The algorithm suggests that the most likely weather sequence to produce the observations `[Umbrella, No Umbrella, Umbrella]` is `['Rainy', 'Sunny', 'Rainy']`.

This makes intuitive sense:
- **Day 1 (Umbrella):** Likely `Rainy`.
- **Day 2 (No Umbrella):** The model has to decide. Is it more likely that it stayed `Rainy` and our partner just forgot their umbrella (prob 0.3), or that the weather switched to `Sunny` (transition prob 0.4) and they correctly left the umbrella at home (emission prob 0.9)? The path through `Sunny` is more probable.
- **Day 3 (Umbrella):** The weather likely switched back to `Rainy`.

### Using a Library (`hmmlearn`)

Implementing Viterbi from scratch is great for learning, but for real applications, specialized libraries are more robust and optimized. Let's verify our result using `hmmlearn`.

First, you might need to install it: `pip install hmmlearn`

In [None]:
from hmmlearn import hmm

# Create an HMM model
# 'c' for categorical observations
model = hmm.CategoricalHMM(n_components=len(states), n_features=len(observations))

# Set the parameters we defined manually
model.startprob_ = pi
model.transmat_ = A
model.emissionprob_ = B

# The observation sequence needs to be a 2D array of shape (n_samples, 1)
obs_seq_2d = np.array(obs_seq).reshape(-1, 1)

# Use the 'decode' method, which implements the Viterbi algorithm
log_prob, path_indices = model.decode(obs_seq_2d)

path_names = [states[i] for i in path_indices]

print("--- hmmlearn Library Results ---")
print(f"Log Probability of the best path: {log_prob:.6f}")
print(f"Most likely sequence of hidden states: {path_names}")

# Compare with our manual calculation
print(f"\nOur manual probability: {prob:.6f}")
print(f"hmmlearn log probability converted to normal probability: {np.exp(log_prob):.6f}")

The results match perfectly!
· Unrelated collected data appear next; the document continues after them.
//! Expression-to-Python rendering.
//!
//! One rule per expression variant, precedence-aware: an operand is
//! parenthesized when its own binding level is looser than the position it
//! is embedded in, and explicitly parenthesized operations reproduce their
//! grouping no matter what precedence would require. Entry points render
//! at statement level, where nothing is wrapped.

use boreas_ir::{
    ExprArena, ExprId, ExprKind, ExprRange, KwArgRange, NameInterner, OpRange, OpSymbol, SymbolId,
    SymbolTable, TypeId,
};
use smallvec::SmallVec;

use crate::error::PyGenError;
use crate::types::numpy_type;

/// Statement-level context: no parentheses ever required.
const PREC_NONE: u8 = 0;
/// Binding level of a prefix sign, between multiplication and
/// exponentiation.
const PREC_UNARY: u8 = 7;
/// Binding level of atoms: literals, names, calls, subscripts.
const PREC_CALL: u8 = 9;

/// Renders expression subtrees as Python source using numpy syntax.
///
/// The mapper borrows the arena and both intern tables; rendering never
/// mutates the tree.
pub struct PyExprMapper<'ir> {
    arena: &'ir ExprArena,
    names: &'ir NameInterner,
    symbols: &'ir SymbolTable,
}

impl<'ir> PyExprMapper<'ir> {
    /// Creates a mapper over the given arena and intern tables.
    pub fn new(arena: &'ir ExprArena, names: &'ir NameInterner, symbols: &'ir SymbolTable) -> Self {
        Self {
            arena,
            names,
            symbols,
        }
    }

    /// Renders an expression at statement level.
    pub fn map(&self, id: ExprId) -> Result<String, PyGenError> {
        self.map_prec(id, PREC_NONE)
    }

    /// Renders the dotted access path of a symbol.
    ///
    /// Derived-type members rewrite the Fortran `%` qualifier to Python
    /// attribute access: `state%u` becomes `state.u`.
    pub fn symbol_path(&self, sym: SymbolId) -> String {
        let key = self.symbols.lookup(sym);
        let name = self.names.lookup(key.name);
        if key.parent.is_valid() {
            format!("{}.{}", self.symbol_path(key.parent), name)
        } else {
            name.to_string()
        }
    }

    fn map_prec(&self, id: ExprId, enclosing: u8) -> Result<String, PyGenError> {
        match *self.arena.get_expr(id) {
            ExprKind::Scalar { sym, .. } => Ok(self.symbol_path(sym)),
            ExprKind::Array { sym, dims, .. } => self.map_array(sym, dims),
            ExprKind::IntLiteral(value) => Ok(value.to_string()),
            ExprKind::FloatLiteral { text, .. } => Ok(self.names.lookup(text).to_string()),
            ExprKind::LogicLiteral(value) => {
                Ok(if value { "True" } else { "False" }.to_string())
            }
            ExprKind::StringLiteral { text } => Ok(format!("'{}'", self.names.lookup(text))),
            ExprKind::Op {
                ops,
                operands,
                parens,
            } => self.map_op(ops, operands, parens, enclosing),
            ExprKind::InlineCall {
                callee,
                args,
                kwargs,
            } => self.map_call(callee, args, kwargs),
            ExprKind::Cast { ty, operand } => self.map_cast(ty, operand),
            ExprKind::Index { name } => Ok(self.names.lookup(name).to_string()),
            ExprKind::RangeIndex { lower, upper, step } => {
                self.map_range_index(lower, upper, step)
            }
            ExprKind::StringConcat { parts } => self.map_string_concat(parts, enclosing),
        }
    }

    /// Renders an array access as `name[dims]`.
    ///
    /// Whole-extent slices render empty and are dropped from the subscript;
    /// an access where every dimension drops out renders as the bare name.
    fn map_array(&self, sym: SymbolId, dims: ExprRange) -> Result<String, PyGenError> {
        let name = self.symbol_path(sym);
        let mut rendered: SmallVec<[String; 4]> = SmallVec::new();
        for &dim in self.arena.get_expr_list(dims) {
            let text = self.map_prec(dim, PREC_NONE)?;
            if !text.is_empty() {
                rendered.push(text);
            }
        }
        if rendered.is_empty() {
            Ok(name)
        } else {
            Ok(format!("{}[{}]", name, rendered.join(", ")))
        }
    }

    fn map_op(
        &self,
        ops: OpRange,
        operands: ExprRange,
        parens: bool,
        enclosing: u8,
    ) -> Result<String, PyGenError> {
        let ops = self.arena.get_ops(ops);
        let operands = self.arena.get_expr_list(operands);

        // Unary form: prefix operator, no separator.
        if let ([op], [operand]) = (ops, operands) {
            let own = match op {
                OpSymbol::Not => op.precedence(),
                _ => PREC_UNARY,
            };
            let operand = self.map_prec(*operand, own)?;
            let text = match op {
                // `not` is a keyword and needs the space.
                OpSymbol::Not => format!("not {operand}"),
                _ => format!("{}{operand}", op.as_symbol()),
            };
            return Ok(Self::wrap_if(text, parens || enclosing > own));
        }

        let Some((&first, rest)) = operands.split_first() else {
            return Ok(String::new());
        };

        // A chain binds as loosely as its loosest operator. Operands after
        // the first must bind strictly tighter, so nested chains at the
        // same level keep their grouping: `a - (b + c)` stays grouped.
        let own = ops.iter().map(|op| op.precedence()).min().unwrap_or(PREC_CALL);
        let mut out = self.map_prec(first, own)?;
        for (op, &operand) in ops.iter().zip(rest) {
            let rhs = self.map_prec(operand, own + 1)?;
            out.push(' ');
            out.push_str(op.as_symbol());
            out.push(' ');
            out.push_str(&rhs);
        }
        Ok(Self::wrap_if(out, parens || enclosing > own))
    }

    /// Renders `callee(positional…, key=value…)`.
    ///
    /// Keyword arguments follow the positional ones in insertion order,
    /// with no spaces around the `=`.
    fn map_call(
        &self,
        callee: ExprId,
        args: ExprRange,
        kwargs: KwArgRange,
    ) -> Result<String, PyGenError> {
        let callee = self.map_prec(callee, PREC_NONE)?;
        let mut items: SmallVec<[String; 8]> = SmallVec::new();
        for &arg in self.arena.get_expr_list(args) {
            items.push(self.map_prec(arg, PREC_NONE)?);
        }
        for kwarg in self.arena.get_kwargs(kwargs) {
            let value = self.map_prec(kwarg.value, PREC_NONE)?;
            items.push(format!("{}={value}", self.names.lookup(kwarg.name)));
        }
        Ok(format!("{}({})", callee, items.join(", ")))
    }

    /// Renders a type conversion as `TargetType(operand)`.
    fn map_cast(&self, ty: TypeId, operand: ExprId) -> Result<String, PyGenError> {
        let target = numpy_type(self.arena.get_type(ty), self.names)?;
        let operand = self.map_prec(operand, PREC_NONE)?;
        Ok(format!("{target}({operand})"))
    }

    /// Renders a range as `lower:upper[:step]` with absent bounds empty.
    ///
    /// A range with no bounds at all stands for the whole extent and
    /// renders empty, which drops it from array subscripts.
    fn map_range_index(
        &self,
        lower: ExprId,
        upper: ExprId,
        step: ExprId,
    ) -> Result<String, PyGenError> {
        if !lower.is_valid() && !upper.is_valid() && !step.is_valid() {
            return Ok(String::new());
        }
        let lower = self.map_optional(lower)?;
        let upper = self.map_optional(upper)?;
        if step.is_valid() {
            let step = self.map_prec(step, PREC_NONE)?;
            Ok(format!("{lower}:{upper}:{step}"))
        } else {
            Ok(format!("{lower}:{upper}"))
        }
    }

    fn map_optional(&self, id: ExprId) -> Result<String, PyGenError> {
        if id.is_valid() {
            self.map_prec(id, PREC_NONE)
        } else {
            Ok(String::new())
        }
    }

    /// Renders concatenation as the parts joined by `+`.
    fn map_string_concat(&self, parts: ExprRange, enclosing: u8) -> Result<String, PyGenError> {
        let mut rendered: SmallVec<[String; 4]> = SmallVec::new();
        for &part in self.arena.get_expr_list(parts) {
            rendered.push(self.map_prec(part, enclosing)?);
        }
        Ok(rendered.join(" + "))
    }

    fn wrap_if(text: String, parenthesize: bool) -> String {
        if parenthesize {
            format!("({text})")
        } else {
            text
        }
    }
}
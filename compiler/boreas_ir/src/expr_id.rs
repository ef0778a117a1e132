//! Expression and statement ids for the flat arena.
//!
//! Child links are 4-byte indices instead of boxed pointers: O(1) equality,
//! contiguous storage, and an `INVALID` sentinel where a child is optional
//! (absent range bounds, missing loop conditions, unattached comments).

use std::fmt;

/// Index into the expression arena.
#[derive(Copy, Clone, Eq, PartialEq, Hash)]
#[cfg_attr(feature = "cache", derive(serde::Serialize, serde::Deserialize))]
#[repr(transparent)]
pub struct ExprId(u32);

impl ExprId {
    /// Invalid expression id (sentinel value).
    pub const INVALID: ExprId = ExprId(u32::MAX);

    /// Create a new `ExprId`.
    #[inline]
    pub const fn new(index: u32) -> Self {
        ExprId(index)
    }

    /// Get the index into the arena.
    #[inline]
    pub const fn index(self) -> usize {
        self.0 as usize
    }

    /// Check if this is a valid id.
    #[inline]
    pub const fn is_valid(self) -> bool {
        self.0 != u32::MAX
    }
}

impl fmt::Debug for ExprId {
    fn fmt(&self, f: &mut fmt::Formatter<'_>) -> fmt::Result {
        if self.is_valid() {
            write!(f, "ExprId({})", self.0)
        } else {
            write!(f, "ExprId::INVALID")
        }
    }
}

impl Default for ExprId {
    fn default() -> Self {
        Self::INVALID
    }
}

/// Index into the statement arena.
#[derive(Copy, Clone, Eq, PartialEq, Hash)]
#[cfg_attr(feature = "cache", derive(serde::Serialize, serde::Deserialize))]
#[repr(transparent)]
pub struct StmtId(u32);

impl StmtId {
    /// Invalid statement id (sentinel value).
    pub const INVALID: StmtId = StmtId(u32::MAX);

    /// Create a new `StmtId`.
    #[inline]
    pub const fn new(index: u32) -> Self {
        StmtId(index)
    }

    /// Get the index into the arena.
    #[inline]
    pub const fn index(self) -> usize {
        self.0 as usize
    }

    /// Check if this is a valid id.
    #[inline]
    pub const fn is_valid(self) -> bool {
        self.0 != u32::MAX
    }
}

impl fmt::Debug for StmtId {
    fn fmt(&self, f: &mut fmt::Formatter<'_>) -> fmt::Result {
        if self.is_valid() {
            write!(f, "StmtId({})", self.0)
        } else {
            write!(f, "StmtId::INVALID")
        }
    }
}

impl Default for StmtId {
    fn default() -> Self {
        Self::INVALID
    }
}

// Size assertions to prevent accidental regressions. Ids must stay at
// 4 bytes so node kinds remain cheap Copy values.
#[cfg(target_pointer_width = "64")]
mod size_asserts {
    use super::{ExprId, StmtId};
    crate::static_assert_size!(ExprId, 4);
    crate::static_assert_size!(StmtId, 4);
}
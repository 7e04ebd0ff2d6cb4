// ==========================================
// 周度内容排期引擎 - 排期条目领域模型
// ==========================================
// 生命周期: AllocationItem 仅存在于单次运行内，
//          被时段落位扩展为 ScheduledItem 后交给文案匹配
// ==========================================

use crate::domain::types::Category;
use chrono::{NaiveDate, NaiveDateTime, NaiveTime};
use serde::{Deserialize, Serialize};

// ==========================================
// AllocationItem - 配额分配条目
// ==========================================
#[derive(Debug, Clone, PartialEq, Eq, Serialize, Deserialize)]
pub struct AllocationItem {
    pub date: NaiveDate,
    pub send_type_key: String,
    pub category: Category,
    pub slot_index: u32, // 当日序号（从 0 开始）
    pub priority: u8,
}

// ==========================================
// 时段标记
// ==========================================
#[derive(Debug, Clone, Copy, PartialEq, Eq, Hash, Serialize, Deserialize)]
#[serde(rename_all = "SCREAMING_SNAKE_CASE")]
pub enum TimingFlag {
    OverflowWindow,   // 超出运营窗口，已钳制到窗口末尾
    SpacingViolation, // 无法满足同类型最小间隔
}

// ==========================================
// TimingMeta - 落位元数据
// ==========================================
#[derive(Debug, Clone, PartialEq, Eq, Serialize, Deserialize)]
pub struct TimingMeta {
    pub target_time: NaiveTime,   // 均匀分布目标时间
    pub computed_time: NaiveTime, // 间隔约束后的时间（抖动前）
    pub jitter_minutes: i64,      // 实际抖动量
    #[serde(default)]
    pub flags: Vec<TimingFlag>,
}

// ==========================================
// ScheduledItem - 已落位条目
// ==========================================
#[derive(Debug, Clone, PartialEq, Eq, Serialize, Deserialize)]
pub struct ScheduledItem {
    pub allocation: AllocationItem,
    pub scheduled_at: NaiveDateTime,
    pub timing: TimingMeta,
    pub followup_eligible: bool,
}

impl ScheduledItem {
    pub fn date(&self) -> NaiveDate {
        self.allocation.date
    }

    pub fn send_type_key(&self) -> &str {
        &self.allocation.send_type_key
    }

    pub fn category(&self) -> Category {
        self.allocation.category
    }

    pub fn time(&self) -> NaiveTime {
        self.scheduled_at.time()
    }

    pub fn has_flag(&self, flag: TimingFlag) -> bool {
        self.timing.flags.contains(&flag)
    }

    /// 条目引用标识（日期 + 序号）
    pub fn item_ref(&self) -> String {
        format!("{}#{}", self.allocation.date, self.allocation.slot_index)
    }
}

// ==========================================
// WeeklyStrategyMetadata - 单日策略标签
// ==========================================
// 仅用于下游多样性报告，不参与分配逻辑
#[derive(Debug, Clone, PartialEq, Eq, Serialize, Deserialize)]
pub struct WeeklyStrategyMetadata {
    pub date: NaiveDate,
    pub label: String,
    pub emphasis: Option<String>,
    pub avoid: Option<String>,
}
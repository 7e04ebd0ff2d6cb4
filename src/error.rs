// ==========================================
// 周度内容排期引擎 - 错误类型
// ==========================================
// 工具: thiserror 派生宏
// 说明: 仅 ConfigError 与 AVOID 档违规在单次运行内不可恢复
//       配额不足/间隔冲突/窗口溢出/无可用文案属于告警，见 domain::warning
// ==========================================

use thiserror::Error;

/// 配置错误（对该账号的本次运行是致命的）
#[derive(Error, Debug)]
pub enum ConfigError {
    #[error("体量档位表缺失")]
    MissingTierTable,

    #[error("体量档位表格式错误: {0}")]
    MalformedTierTable(String),

    #[error("发送类型分类表缺失")]
    MissingTaxonomy,

    #[error("发送类型分类表格式错误: {0}")]
    MalformedTaxonomy(String),

    #[error("配置值无效: key={key}, value={value}, reason={reason}")]
    InvalidValue {
        key: String,
        value: String,
        reason: String,
    },

    #[error("配置解析失败: {0}")]
    Parse(#[from] serde_json::Error),

    #[error("配置文件读取失败: {0}")]
    Io(#[from] std::io::Error),
}

impl ConfigError {
    pub fn invalid(key: &str, value: impl ToString, reason: impl Into<String>) -> Self {
        ConfigError::InvalidValue {
            key: key.to_string(),
            value: value.to_string(),
            reason: reason.into(),
        }
    }
}

/// 排期引擎错误
#[derive(Error, Debug)]
pub enum ScheduleError {
    // ===== 配置错误 =====
    #[error(transparent)]
    Config(#[from] ConfigError),

    // ===== 红线违反 =====
    #[error("AVOID 档文案被引用: caption_id={caption_id}")]
    AvoidTierViolation { caption_id: String },

    #[error("排期校验未通过: score={score}, violations={violations:?}")]
    ValidationRejection { score: u32, violations: Vec<String> },

    #[error("无效的状态转换: from={from} to={to}")]
    InvalidStateTransition { from: String, to: String },

    // ===== 批量执行错误 =====
    #[error("账号输入快照获取失败: account_id={account_id}, reason={reason}")]
    SnapshotUnavailable { account_id: String, reason: String },

    #[error("账号排期超时: account_id={account_id}, timeout={timeout_secs}s")]
    Timeout { account_id: String, timeout_secs: u64 },

    #[error("排期任务异常退出: {0}")]
    TaskFailed(String),

    // ===== 通用错误 =====
    #[error(transparent)]
    Other(#[from] anyhow::Error),
}

/// Result 类型别名
pub type EngineResult<T> = Result<T, ScheduleError>;
// ==========================================
// 配置层集成测试
// ==========================================
// 场景: JSON 文件加载、账号级覆写、非法值、参考数据表校验
// ==========================================

use chrono::NaiveTime;
use content_schedule_aps::config::{
    config_keys, BatchSettings, ConfigManager, ConfigScope, DayAdjustment, ScheduleConfigReader,
    ScheduleSettings, TierRow, VolumeTierTable,
};
use content_schedule_aps::domain::{SendTypeCatalog, VolumeTier};
use content_schedule_aps::ConfigError;
use std::io::Write;
use tempfile::NamedTempFile;

fn write_config(raw: &str) -> NamedTempFile {
    let mut file = NamedTempFile::new().unwrap();
    file.write_all(raw.as_bytes()).unwrap();
    file
}

#[tokio::test]
async fn test_load_from_file_with_account_override() {
    let file = write_config(
        r#"{
            "global": {"window_start": "07:30", "jitter_minutes": 5, "min_performance": 50},
            "accounts": {"acc_1": {"jitter_minutes": 2, "usage_window_hours": 12}}
        }"#,
    );
    let manager = ConfigManager::from_file(file.path()).unwrap();

    let global = ScheduleSettings::load(&manager, &ConfigScope::Global).await.unwrap();
    assert_eq!(global.window_start, NaiveTime::from_hms_opt(7, 30, 0).unwrap());
    assert_eq!(global.jitter_minutes, 5);
    assert_eq!(global.min_performance, 50.0);

    let account = ScheduleSettings::load(&manager, &ConfigScope::account("acc_1")).await.unwrap();
    assert_eq!(account.jitter_minutes, 2);
    assert_eq!(account.usage_window_hours, 12);
    assert_eq!(account.window_start, global.window_start);

    // 未配置账号回落到全局
    let other = ScheduleSettings::load(&manager, &ConfigScope::account("acc_2")).await.unwrap();
    assert_eq!(other, global);
}

#[tokio::test]
async fn test_reader_trait_returns_raw_values() {
    let mut manager = ConfigManager::new();
    manager.set(&ConfigScope::Global, config_keys::BASE_SEED, "99");
    let reader: &dyn ScheduleConfigReader = &manager;
    assert_eq!(
        reader.get_raw(&ConfigScope::Global, config_keys::BASE_SEED).await.unwrap(),
        Some("99".to_string())
    );
    assert_eq!(reader.get_raw(&ConfigScope::Global, "unknown").await.unwrap(), None);
}

#[tokio::test]
async fn test_malformed_values_are_config_errors() {
    let manager = ConfigManager::from_json_str(r#"{"global": {"window_end": "25h"}}"#).unwrap();
    let err = ScheduleSettings::load(&manager, &ConfigScope::Global).await.unwrap_err();
    assert!(matches!(err, ConfigError::InvalidValue { ref key, .. } if key == "window_end"));

    let manager =
        ConfigManager::from_json_str(r#"{"global": {"account_timeout_secs": 0}}"#).unwrap();
    assert!(BatchSettings::load(&manager).await.is_err());
}

#[test]
fn test_malformed_documents_rejected() {
    assert!(matches!(ConfigManager::from_json_str("{not json"), Err(ConfigError::Parse(_))));
    assert!(ConfigManager::from_json_str(r#"{"global": [1, 2]}"#).is_err());
    assert!(ConfigManager::from_json_str(r#"{"global": {"nested": {"a": 1}}}"#).is_err());
    assert!(matches!(
        ConfigManager::from_file("/nonexistent/schedule.json"),
        Err(ConfigError::Io(_))
    ));
}

#[test]
fn test_tier_table_validation() {
    let table = VolumeTierTable::standard().unwrap();
    assert_eq!(table.lookup(0).unwrap().tier, VolumeTier::Low);
    assert_eq!(table.lookup(3_000).unwrap().tier, VolumeTier::Mid);
    assert_eq!(table.lookup(1_000_000).unwrap().tier, VolumeTier::Ultra);

    let no_adjust = [DayAdjustment::new(0, 0, 0); 7];
    assert!(matches!(
        VolumeTierTable::new(Vec::new(), no_adjust),
        Err(ConfigError::MissingTierTable)
    ));
    let unordered = vec![
        TierRow { tier: VolumeTier::Low, min_size: 0, revenue: 3, engagement: 3, retention: 1 },
        TierRow { tier: VolumeTier::Mid, min_size: 0, revenue: 4, engagement: 4, retention: 1 },
    ];
    assert!(matches!(
        VolumeTierTable::new(unordered, no_adjust),
        Err(ConfigError::MalformedTierTable(_))
    ));
}

#[test]
fn test_empty_taxonomy_is_missing() {
    assert!(matches!(SendTypeCatalog::new(Vec::new()), Err(ConfigError::MissingTaxonomy)));
}

#[test]
fn test_tier_table_file_is_validated_on_load() {
    let empty = write_config(r#"{"tiers": []}"#);
    let raw = std::fs::read_to_string(empty.path()).unwrap();
    assert!(matches!(
        VolumeTierTable::from_json_str(&raw),
        Err(ConfigError::MissingTierTable)
    ));
    // serde 入口同样拒绝
    assert!(serde_json::from_str::<VolumeTierTable>(&raw).is_err());

    let unordered = r#"{"tiers": [
        {"tier": "LOW", "min_size": 0, "revenue": 3, "engagement": 3, "retention": 1},
        {"tier": "MID", "min_size": 0, "revenue": 4, "engagement": 4, "retention": 1}
    ]}"#;
    assert!(matches!(
        VolumeTierTable::from_json_str(unordered),
        Err(ConfigError::MalformedTierTable(_))
    ));
    assert!(matches!(VolumeTierTable::from_json_str("{not json"), Err(ConfigError::Parse(_))));
}
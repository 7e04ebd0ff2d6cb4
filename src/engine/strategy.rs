// ==========================================
// 周度内容排期引擎 - 每日策略标签
// ==========================================
// 用途：
// - 为一周内每天分配一个描述性策略标签，供下游多样性报告使用；
// - 标签不参与分配逻辑，仅记录当日侧重与回避的发送类型。

use crate::domain::schedule::{ScheduledItem, WeeklyStrategyMetadata};
use crate::engine::context::RunContext;
use chrono::NaiveDate;
use rand::seq::SliceRandom;
use serde::{Deserialize, Serialize};
use std::collections::{BTreeMap, HashMap};

/// 单日策略
#[derive(Debug, Clone, Copy, PartialEq, Eq, Hash, Serialize, Deserialize)]
#[serde(rename_all = "snake_case")]
pub enum DayStrategy {
    Balanced,
    RevenuePush,
    EngagementBuild,
    RetentionFocus,
    SoftSell,
    HighEnergy,
    Recovery,
}

impl DayStrategy {
    pub const ALL: [DayStrategy; 7] = [
        DayStrategy::Balanced,
        DayStrategy::RevenuePush,
        DayStrategy::EngagementBuild,
        DayStrategy::RetentionFocus,
        DayStrategy::SoftSell,
        DayStrategy::HighEnergy,
        DayStrategy::Recovery,
    ];

    pub fn as_str(&self) -> &'static str {
        match self {
            DayStrategy::Balanced => "balanced",
            DayStrategy::RevenuePush => "revenue_push",
            DayStrategy::EngagementBuild => "engagement_build",
            DayStrategy::RetentionFocus => "retention_focus",
            DayStrategy::SoftSell => "soft_sell",
            DayStrategy::HighEnergy => "high_energy",
            DayStrategy::Recovery => "recovery",
        }
    }
}

impl Default for DayStrategy {
    fn default() -> Self {
        DayStrategy::Balanced
    }
}

impl std::str::FromStr for DayStrategy {
    type Err = String;

    fn from_str(s: &str) -> Result<Self, Self::Err> {
        match s.trim().to_lowercase().replace('-', "_").as_str() {
            "balanced" => Ok(DayStrategy::Balanced),
            "revenue_push" => Ok(DayStrategy::RevenuePush),
            "engagement_build" => Ok(DayStrategy::EngagementBuild),
            "retention_focus" => Ok(DayStrategy::RetentionFocus),
            "soft_sell" => Ok(DayStrategy::SoftSell),
            "high_energy" => Ok(DayStrategy::HighEnergy),
            "recovery" => Ok(DayStrategy::Recovery),
            other => Err(format!("未知策略标签: {}", other)),
        }
    }
}

/// 生成一周策略元数据
///
/// - 标签按运行随机源打乱后逐日分配
/// - emphasis = 当日出现最多的发送类型（同数取先出现者）
/// - avoid = 前一日 emphasis（与当日不同时）
pub fn build_weekly_strategy(
    dates: &[NaiveDate],
    items: &[ScheduledItem],
    ctx: &mut RunContext,
) -> Vec<WeeklyStrategyMetadata> {
    let mut labels = DayStrategy::ALL.to_vec();
    labels.shuffle(ctx.rng());

    let mut by_day: BTreeMap<NaiveDate, Vec<&str>> = BTreeMap::new();
    for item in items {
        by_day.entry(item.date()).or_default().push(item.send_type_key());
    }

    let mut previous_emphasis: Option<String> = None;
    dates
        .iter()
        .enumerate()
        .map(|(i, date)| {
            let emphasis = by_day.get(date).and_then(|keys| most_frequent(keys));
            let avoid = previous_emphasis
                .take()
                .filter(|prev| emphasis.as_deref() != Some(prev.as_str()));
            previous_emphasis = emphasis.clone();

            WeeklyStrategyMetadata {
                date: *date,
                label: labels[i % labels.len()].as_str().to_string(),
                emphasis,
                avoid,
            }
        })
        .collect()
}

fn most_frequent(keys: &[&str]) -> Option<String> {
    let mut counts: HashMap<&str, usize> = HashMap::new();
    for key in keys {
        *counts.entry(key).or_insert(0) += 1;
    }
    let max = counts.values().copied().max()?;
    keys.iter()
        .find(|k| counts.get(*k).copied() == Some(max))
        .map(|k| k.to_string())
}

#[cfg(test)]
mod tests {
    use super::*;
    use crate::domain::schedule::{AllocationItem, TimingMeta};
    use crate::domain::types::Category;
    use chrono::Duration;
    use std::collections::HashSet;

    fn item(date: NaiveDate, key: &str, slot: u32) -> ScheduledItem {
        let at = date.and_hms_opt(9, 7, 0).unwrap() + Duration::minutes(slot as i64 * 90);
        ScheduledItem {
            allocation: AllocationItem {
                date,
                send_type_key: key.to_string(),
                category: Category::Revenue,
                slot_index: slot,
                priority: 1,
            },
            scheduled_at: at,
            timing: TimingMeta {
                target_time: at.time(),
                computed_time: at.time(),
                jitter_minutes: 0,
                flags: Vec::new(),
            },
            followup_eligible: false,
        }
    }

    #[test]
    fn test_labels_distinct_across_week() {
        let monday = NaiveDate::from_ymd_opt(2026, 3, 2).unwrap();
        let dates: Vec<NaiveDate> = (0..7).map(|d| monday + Duration::days(d)).collect();
        let mut ctx = RunContext::seeded(3);
        let meta = build_weekly_strategy(&dates, &[], &mut ctx);
        let labels: HashSet<&str> = meta.iter().map(|m| m.label.as_str()).collect();
        assert_eq!(meta.len(), 7);
        assert_eq!(labels.len(), 7);
        assert!(meta.iter().all(|m| m.emphasis.is_none() && m.avoid.is_none()));
    }

    #[test]
    fn test_emphasis_and_avoid() {
        let monday = NaiveDate::from_ymd_opt(2026, 3, 2).unwrap();
        let tuesday = monday + Duration::days(1);
        let items = vec![
            item(monday, "ppv_unlock", 0),
            item(monday, "link_drop", 1),
            item(monday, "ppv_unlock", 2),
            item(tuesday, "bundle", 0),
            item(tuesday, "link_drop", 1),
            item(tuesday, "bundle", 2),
        ];
        let mut ctx = RunContext::seeded(3);
        let meta = build_weekly_strategy(&[monday, tuesday], &items, &mut ctx);
        assert_eq!(meta[0].emphasis.as_deref(), Some("ppv_unlock"));
        assert_eq!(meta[0].avoid, None);
        assert_eq!(meta[1].emphasis.as_deref(), Some("bundle"));
        assert_eq!(meta[1].avoid.as_deref(), Some("ppv_unlock"));
    }

    #[test]
    fn test_parse_labels() {
        assert_eq!("revenue-push".parse::<DayStrategy>().unwrap(), DayStrategy::RevenuePush);
        assert_eq!(" Recovery ".parse::<DayStrategy>().unwrap(), DayStrategy::Recovery);
        assert!("unknown".parse::<DayStrategy>().is_err());
    }
}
This confirms our understanding and implementation of the Viterbi algorithm.

## Summary & Next Steps

In this notebook, we've made the leap from simple Markov Chains to Hidden Markov Models:
1.  **HMMs** consist of a hidden Markov process and a set of observable emissions.
2.  They are defined by **transition (A)**, **emission (B)**, and **initial (π)** probabilities.
3.  The **Viterbi algorithm** is a powerful tool for decoding the most likely sequence of hidden states given a sequence of observations.
4.  Libraries like `hmmlearn` provide efficient, production-ready implementations of HMM algorithms.

HMMs are used in many fields, including speech recognition (mapping audio signals to words), bioinformatics (finding genes in DNA sequences), and finance (modeling market regimes).

In **Week 5**, we will explore **Branching Processes**, which are used to model population growth, the spread of diseases, or chain reactions.